6-Unsubstituierte 2H-Pyran-2-one Synthese und Reaktivität

Abstract

Although the 2H-pyran-2-ones have been known for more than 100 years, their importance as versatile intermediates was not widely recognized before the sixties of this century. Until then, the C(6)-unsubstituted derivatives represented only a small minority due to their difficult accessibility. This review is dealing in the first part with the syntheses as well as, in the second part, with the reactivities of most of the C(6)-unsubstituted 2H-pyran-2-ones known so far. Of all reactions of the 2H-pyran-2-ones, the Diels-Alder cycloaddition is the most studied. Depending on conditions, the 2H-pyran-2-one ring can react as dienophile or as enophile. Furthermore, the subsequent elimination of CO₂ from the formed bicyclolactone can frequently be influenced. This opens the opportunity of stereoselective syntheses. Recently, there were also reports on [4+3] and [3+2] cycloadditions. The photochemistry of the 2H-pyran-2-ones was studied intensely in the seventies of this century. Again, the enormous versatility of this ring system was demonstrated. Depending on conditions and substituent patterns, some ring contraction, ring opening, or dimerization by [4+4], [2+2], or [4+2] cycloaddition occurs. However, the highest variability in the reactivity of the C(6)-unsubstituted 2H-pyran-2-ones is demonstrated in their reactions with nucleophiles.

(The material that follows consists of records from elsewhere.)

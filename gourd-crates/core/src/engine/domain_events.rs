use enumset::EnumSet;
use enumset::EnumSetType;

use super::Domain;

/// A description of the kinds of events that can happen on a domain variable.
#[derive(Debug, EnumSetType, Hash)]
pub enum DomainEvent {
    /// Event where an (integer) variable domain collapses to a single value.
    Assign,
    /// Event where an (integer) variable domain tightens the lower bound.
    LowerBound,
    /// Event where an (integer) variable domain tightens the upper bound.
    UpperBound,
    /// Event where an (integer) variable domain removes an inner value within the domain.
    /// N.B. this DomainEvent should not be used with Boolean Variables!
    Removal,
}

impl DomainEvent {
    /// Events which change a bound of the domain.
    pub fn bounds() -> EnumSet<DomainEvent> {
        DomainEvent::Assign | DomainEvent::LowerBound | DomainEvent::UpperBound
    }

    /// The events that took place when `old` was narrowed to `new`.
    pub(crate) fn between(old: &Domain, new: &Domain) -> EnumSet<DomainEvent> {
        let mut events = EnumSet::empty();

        if new.min() > old.min() {
            let _ = events.insert(DomainEvent::LowerBound);
        }
        if new.max() < old.max() {
            let _ = events.insert(DomainEvent::UpperBound);
        }
        if new.is_fixed() && !old.is_fixed() {
            let _ = events.insert(DomainEvent::Assign);
        }
        if events.is_empty() && new != old {
            let _ = events.insert(DomainEvent::Removal);
        }

        events
    }
}
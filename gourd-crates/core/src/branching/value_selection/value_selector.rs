use crate::branching::SelectionContext;
use crate::engine::predicates::Predicate;

/// A trait containing the interface for [`ValueSelector`]s, specifying the methods required for
/// selecting values.
pub trait ValueSelector<Var>: std::fmt::Debug {
    /// Determines which value in the domain of `decision_variable` to branch next on. The
    /// predicate which is returned by this method is the first alternative tried; its negation is
    /// the second. It must be neither true nor false under the current domains.
    fn select_value(&mut self, context: &mut SelectionContext, decision_variable: Var)
        -> Predicate;
}

impl<Var, Selector: ValueSelector<Var> + ?Sized> ValueSelector<Var> for Box<Selector> {
    fn select_value(
        &mut self,
        context: &mut SelectionContext,
        decision_variable: Var,
    ) -> Predicate {
        (**self).select_value(context, decision_variable)
    }
}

These reactions, mostly accompanied by ring opening, give different, often otherwise difficultly accessible products depending on the conditions. The reactions with N-nucleophiles were the most productive so far, but also H-, O-, and C-nucleophiles gave interesting products. In recent years, much more became known about the synthesis and reactivity of C(6)-unsubstituted 2H-pyran-2-ones. This opened further possibilities of their applications in all fields of modern organic synthesis.